Do you have any personal experience on these tasks?

Comments

  • Reply 1 of 12
    irelandireland Posts: 17,798member
    I you want to do efficient back ups, if you buy the app and choose Smart backups, from now on your times will be down below 30 minutes. If you turn on your Mac when have your external HD turned on and plugged into USB, you press alt, and you can choose external.
  • Reply 2 of 12
    I saw the contents of external backup disk. It contains exactly what the original internal disk has.

    I wonder, is this a simple copy paste task? I think it could not be. There must be hidden files or something else. I mean the ghost backup in windows has its own format and I thought superduper would do the same.

    What is going on?
  • Reply 3 of 12
    mikefmikef Posts: 698member
    SuperDuper creates a bootable clone of the original disk. It can also (optionally) create disk images.



    Why do you want it to be more complex?
  • Reply 4 of 12
    I do not want it complex!

    I just want to know what's happening. Maybe the windows make me think that way.
  • Reply 5 of 12
    mikefmikef Posts: 698member
    As Ireland mentioned, the main appeal of Super Duper is the smart backup capability. After creating the initial disk clone, it will only update the files that have changed since the last backup.



    Drag and drop of your files will work, but the resultant copy won't be bootable.
  • Reply 6 of 12
    MarvinMarvin Posts: 15,326moderator
    Superduper usually takes quite long for me too but I think it took about 1 hour for 30GB. 2 hours seems a bit much. I've seen 190GB done in 2 hours 45 mins. This seems longer than a Finder copy as you'd be able to do maybe 1GB per minute to a firewire drive. So Superduper appears to be going at half speed but copy speeds tend to slow down the more files you have. Typical systems have in the region of hundreds of thousands of files to copy so I'd say that the copy time is fairly reasonable.

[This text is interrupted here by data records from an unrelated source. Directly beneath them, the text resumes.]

/// Gather inputs from positional URLs and an optional list file.
///
/// Positional URLs come first, then list-file lines in file order. Exact
/// duplicates are dropped, keeping the first occurrence.
pub fn collect_inputs(urls: &[String], list_file: Option<&Path>) -> Result<Vec<String>, ConfigError> {
    let mut inputs: Vec<String> = urls
        .iter()
        .map(|u| u.trim().to_string())
        .filter(|u| !u.is_empty())
        .collect();

    if let Some(path) = list_file {
        let lines = read_list_file(path).map_err(|source| ConfigError::Io {
            path: path.to_path_buf(),
            source,
        })?;
        inputs.extend(lines);
    }

    let mut seen = HashSet::new();
    inputs.retain(|u| seen.insert(u.clone()));

    if inputs.is_empty() {
        return Err(ConfigError::Invalid(
            "no URLs given; pass URLs as arguments or use -f FILE".to_string(),
        ));
    }
    Ok(inputs)
}

/// Result of the planning phase.
#[derive(Debug, Default)]
pub struct Plan {
    /// Tasks to dispatch, in input order.
    pub tasks: Vec<Task>,
    /// Outcomes decided without a download: ledger hits, unusable inputs,
    /// failed enumerations.
    pub settled: Vec<Outcome>,
    /// Planning stopped early because of cancellation.
    pub cancelled: bool,
}

/// How a run ended.
#[derive(Debug, Clone, Copy, PartialEq, Eq)]
pub enum RunStatus {
    Clean,
    Failures,
    Interrupted,
}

    Hard drives are quite a big bottleneck in computers these days, especially concerning virtual memory and large backups. It's about time we got some new technology in that sector.
  • Reply 7 of 12
    mikefmikef Posts: 698member
    If SuperDuper is doing any sort of copy verification, that might explain the half speed. Obviously, as you said, the higher number of small files, will slow it down significantly as well.



    I have never really paid too close attention to the performance to my old Maxtor 7200rpm backup drive (connected by FW400) but it's not noticeably slow.



    I'm very happy with SD as a product. It's one of the first OS X apps I bought after becoming a switcher in 2004.
  • Reply 8 of 12
    kcmackcmac Posts: 1,051member
    Yep. The first backup takes quite awhile based on the amount of info you have. My music files really take awhile. I have a firewire 400 hard drive. (Ministack. Man, I love that thing).



    After that, the smart backup feature (you have to pay for SD to get this feature) takes about 5 minutes. I usually backup at least once a week.
  • Reply 9 of 12
    I always had the question how safe are incremental backups. Smart updates all these stuff.

    Maybe it all depends on the application you use.

    But is this true?



    Is the whole backup better and safer(to be ok when you really need it) than these updated backups?



    Any bad or good experiences?
  • Reply 10 of 12
    mikefmikef Posts: 698member
    I've had no reason to distrust incremental backups and they've existed since the day after full backups, so I don't think it's a concern.



    If you're more comfortable doing a daily full backup, then the only thing you'd be giving up is time.
  • Reply 11 of 12
    Does superduper take backup to dvds? I searched but I did not find such an option.
  • Reply 12 of 12
    mikefmikef Posts: 698member
    No, it does not. You have the option to backup to a sparse disk image. You could use split from a Terminal session to split that into DVD-R sized chunks and write those to DVD-R. Not a great option, but an option nonetheless.



    Backup to a hard drive or network share.